In the first embodiment of the present invention, four pieces of front end devices 20 are illustrated to facilitate clear description of the present invention, and are sequentially denoted by reference numerals 201, 202, 203 and 204. In the first embodiment, the first front end device 201 is a multimedia-on-demand (MOD) system, the second front end device 202 is a DVD (digital versatile disk) player, the third front end device 203 is a computer, and the fourth front end device 204 is a microphone. However, it is understood that, in practically implementing the present invention, the number of the front end devices is not necessarily limited to four but can be increased according to user requirements.

Please refer to FIGS. 2A and 3 at the same time. The back end device 24 is electrically connected to the control device 22, and can be, but not limited to, a display, a projector, an illuminating device, or any other electric products, such as an electric screen, a lighting fixture, an air-conditioning system or an audio device. In the first embodiment of the present invention, four pieces of back end devices 24 are illustrated to facilitate clear description of the present invention, and are sequentially denoted by reference numerals 241, 242, 243 and 244. In the first embodiment, the first back end device 241 is a display, the second back end device 242 is a projector, the third back end device 243 is an audio device, and the fourth back end device 244 is an electric screen.

The control device 22 includes an A/V control unit 221, at least one detection unit 222, a standby power supply 223, a power control switch 224, and a processing unit 225. The processing unit 225 is electrically connected to the at least one detection unit 222 and the A/V control unit 221. The A/V control unit 221 functions as an A/V distributor and an A/V selector, and is connected to the first, second, third and fourth back end devices 241, 242, 243 and 244. Further, the A/V control unit 221 transmits the A/V signals from the front end devices 20 to corresponding ones of the back end devices 24 according to the signal formats of the received A/V signals, so that the A/V signals are displayed or played on correct back end devices 24.
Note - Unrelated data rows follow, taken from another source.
//! Error types for IMO Bench data loading.

use std::path::{Path, PathBuf};
use thiserror::Error;

use imobench_validate::ValidationError;

/// Errors that can occur while loading a dataset.
///
/// Variants fall into three kinds:
/// - **not found**: the data directory or a dataset file is absent
/// - **load**: I/O, CSV, or row-conversion failures (not-found is a subkind)
/// - **validation**: a row failed a semantic check
#[derive(Debug, Error)]
#[non_exhaustive]
pub enum IngestError {
    // === Not Found ===
    /// Data directory does not exist.
    #[error("data directory not found: {path}")]
    DirectoryNotFound { path: PathBuf },

    /// Dataset file does not exist.
    #[error("dataset file not found: {path}")]
    FileNotFound { path: PathBuf },

    // === Load Errors ===
    /// Failed to open or read a file.
    #[error("failed to read file {path}: {source}")]
    FileRead {
        path: PathBuf,
        #[source]
        source: std::io::Error,
    },

    /// Malformed CSV (bad quoting, invalid UTF-8, I/O during parsing).
    #[error("failed to parse CSV {path}: {source}")]
    CsvRead {
        path: PathBuf,
        #[source]
        source: csv::Error,
    },

    /// A column needed to build the record is absent from the row.
    #[error("missing column '{column}' in {path} line {line}")]
    MissingColumn {
        path: PathBuf,
        line: u64,
        column: String,
    },

    /// A cell could not be converted to its typed form.
    #[error("invalid {field} value '{value}' in {path} line {line}")]
    InvalidField {
        path: PathBuf,
        line: u64,
        field: String,
        value: String,
    },

    // === Validation Errors ===
    /// A row failed validation.
    #[error("invalid row in {path} line {line}: {source}")]
    Validation {
        path: PathBuf,
        line: u64,
        #[source]
        source: ValidationError,
    },
}

impl IngestError {
    pub(crate) fn not_found_or_read(path: &Path, err: std::io::Error) -> Self {
        if err.kind() == std::io::ErrorKind::NotFound {
            Self::FileNotFound {
                path: path.to_path_buf(),
            }
        } else {
            Self::FileRead {
                path: path.to_path_buf(),
                source: err,
            }
        }
    }

    /// True when the data directory or a dataset file is absent.
    pub fn is_not_found(&self) -> bool {
        matches!(
            self,
            Self::DirectoryNotFound { .. } | Self::FileNotFound { .. }
        )
    }

    /// True for every non-validation failure, including not-found.
    pub fn is_load_error(&self) -> bool {
        !self.is_validation()
    }

    pub fn is_validation(&self) -> bool {
        matches!(self, Self::Validation { .. })
    }

    /// The underlying validation failure, if this is one.
    pub fn validation_error(&self) -> Option<&ValidationError> {
        match self {
            Self::Validation { source, .. } => Some(source),
            _ => None,
        }
    }
}

/// Result type for loading operations.
pub type Result<T> = std::result::Result<T, IngestError>;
There are many different formats for the above-mentioned A/V signals, such as amplitude modulation (AM) broadcasting format, frequency modulation (FM) broadcasting format, or other analog audio signal formats; NTSC (National Television System Committee) video signal format, PAL (Phase Alternating Line) video signal format, SECAM (Sequential Color with Memory) video signal format or other analog video signal formats, RGB signal format, MPEG4 video format, PCM (Pulse-code Modulation) audio format, MP3 audio format, MP4 audio format, WAV (Waveform) audio format, AIFF (Audio Interchange File Format) audio format, AU (Audio File) audio format, AAC (Advanced Audio Coding) audio format, AVI (Audio Video Interleave) video format, RealMedia video format, Real Audio format, Liquid Audio format, DivX video format, QUICKTIME video format, CSS (Content Scramble System) DVD, and VCD (Video Compact Disc) video format.
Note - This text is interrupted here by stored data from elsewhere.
//! CLI argument definitions for the IMO Bench loader.

use std::path::PathBuf;

use clap::{Args, Parser, Subcommand, ValueEnum};
use clap_verbosity_flag::{Verbosity, WarnLevel};
use colorchoice_clap::Color;
use imobench_model::Category;

#[derive(Parser)]
#[command(
    name = "imobench",
    version,
    about = "Inspect and validate the IMO Bench datasets",
    long_about = "Load the IMO Bench CSV datasets (AnswerBench, ProofBench, GradingBench).\n\n\
                  The data directory defaults to $IMOBENCH_DATA_DIR when set."
)]
pub struct Cli {
    #[command(subcommand)]
    pub command: Command,

    /// Directory containing the dataset CSV files.
    #[arg(long = "data-dir", value_name = "DIR", global = true)]
    pub data_dir: Option<PathBuf>,

    /// Adjust log verbosity (-v for debug, -vv for trace, -q for errors only).
    #[command(flatten)]
    pub verbosity: Verbosity<WarnLevel>,

    /// Control ANSI color output (auto, always, never).
    #[command(flatten)]
    pub color: Color,

    /// Explicit log level (overrides -v/-q flags).
    #[arg(long = "log-level", value_enum, global = true)]
    pub log_level: Option<LogLevelArg>,

    /// Log output format.
    #[arg(
        long = "log-format",
        value_enum,
        default_value = "pretty",
        global = true
    )]
    pub log_format: LogFormatArg,
}

#[derive(Subcommand)]
pub enum Command {
    /// Load every dataset and report record counts.
    Check(CheckArgs),

    /// List AnswerBench problems.
    Answer(AnswerArgs),

    /// List ProofBench problems.
    Proof(ProofArgs),

    /// List GradingBench entries.
    Grading(GradingArgs),
}

#[derive(Args)]
pub struct CheckArgs {
    /// Skip row validation while loading.
    #[arg(long = "no-validate")]
    pub no_validate: bool,

    /// Fail when a dataset count falls outside its expected range.
    #[arg(long = "counts")]
    pub counts: bool,
}

#[derive(Args)]
pub struct ListArgs {
    /// Skip row validation while loading.
    #[arg(long = "no-validate")]
    pub no_validate: bool,

    /// Show at most this many records.
    #[arg(long = "limit", value_name = "N")]
    pub limit: Option<usize>,

    /// Print records as JSON instead of a table.
    #[arg(long = "json")]
    pub json: bool,
}

#[derive(Args)]
pub struct AnswerArgs {
    #[arg(long = "category", value_enum)]
    pub category: Option<CategoryArg>,

    #[arg(long = "subcategory")]
    pub subcategory: Option<String>,

    #[arg(long = "source")]
    pub source: Option<String>,

    #[command(flatten)]
    pub list: ListArgs,
}

#[derive(Args)]
pub struct ProofArgs {
    #[arg(long = "category", value_enum)]
    pub category: Option<CategoryArg>,

    /// Difficulty level, e.g. "IMO-easy".
    #[arg(long = "level")]
    pub level: Option<String>,

    #[command(flatten)]
    pub list: ListArgs,
}

#[derive(Args)]
pub struct GradingArgs {
    #[arg(long = "problem-id", value_name = "ID")]
    pub problem_id: Option<String>,

    /// Inclusive lower bound on points.
    #[arg(long = "min-points", value_name = "POINTS")]
    pub min_points: Option<i64>,

    /// Inclusive upper bound on points.
    #[arg(long = "max-points", value_name = "POINTS")]
    pub max_points: Option<i64>,

    #[command(flatten)]
    pub list: ListArgs,
}

#[derive(Clone, Copy, Debug, PartialEq, Eq, ValueEnum)]
pub enum CategoryArg {
    Algebra,
    Combinatorics,
    Geometry,
    #[value(name = "number-theory")]
    NumberTheory,
}

impl From<CategoryArg> for Category {
    fn from(arg: CategoryArg) -> Self {
        match arg {
            CategoryArg::Algebra => Category::Algebra,
            CategoryArg::Combinatorics => Category::Combinatorics,
            CategoryArg::Geometry => Category::Geometry,
            CategoryArg::NumberTheory => Category::NumberTheory,
        }
    }
}

#[derive(Clone, Copy, Debug, PartialEq, Eq, ValueEnum)]
pub enum LogLevelArg {
    Error,
    Warn,
    Info,
    Debug,
    Trace,
}

#[derive(Clone, Copy, Debug, PartialEq, Eq, ValueEnum)]
pub enum LogFormatArg {
    Pretty,
    Compact,
    Json,
}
As can be seen from the first embodiment of the present invention illustrated in FIG. 3, the control device 22 includes four detection units 222, which are respectively connected to between the A/V control unit 221 and the four front end devices 201, 202, 203 and 204, for detecting any A/V signal input and generating a first signal to the processing unit 225 accordingly. The processing unit 225, according to a state (i.e. high or low) of the received first signal, generates a second signal for controlling the power control switch 224 to ON or OFF. In the present invention, the processing unit 225 is a microcontroller unit (MCU), and is able to control the back end devices 241˜244 to a standby state or a sleep state via wire transmission (such as via RS232), or wireless transmission (such as infrared transmission).

For instance, when the first signal is high, the processing unit 225 will transmit the second signal to control the power control switch 224 to ON, so that power supply to the A/V control unit 221 is turned on, enabling the A/V control unit 221 to keep working and transmit the A/V signal to a corresponding one of the back end devices 241˜244.
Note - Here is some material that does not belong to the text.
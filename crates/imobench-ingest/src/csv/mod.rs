//! CSV reading utilities.

mod header;
mod reader;

pub(crate) use reader::{RowReader, SourceRow};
On the other hand, when the first signal is low, the processing unit 225 will transmit the second signal to control the power control switch 224 to OFF, so that power supply to the A/V control unit 221 is turned off and no work is executed by the A/V control unit 221. In brief, A/V signals can be detected by the detection units 222 of the control device 22 without the need of using any other signal converting devices to convert the A/V signals, so that the A/V signals transmitted by the A/V control unit 221 to the corresponding back end devices 24 do not become distorted or attenuated. With the above arrangements, the whole control system 2 can operate in an excellent energy-saving manner and can be manufactured at effectively reduced cost.

In the first embodiment, four detection units 222 are illustrated. That is, the detection units 222 are in a number corresponding to that of the front end devices 20. The power control switch 224 turns on or off the power supply to the A/V control unit 221 according to the second signal. The power control switch 224 in the present invention can be arranged in the control device 22, as shown in FIG. 2A. Alternatively, according to a variant of the present invention, the power control switch 224 can be selectively arranged in the processing unit 225. That is, the power control switch 224 and the processing unit 225 together form an integrated circuit.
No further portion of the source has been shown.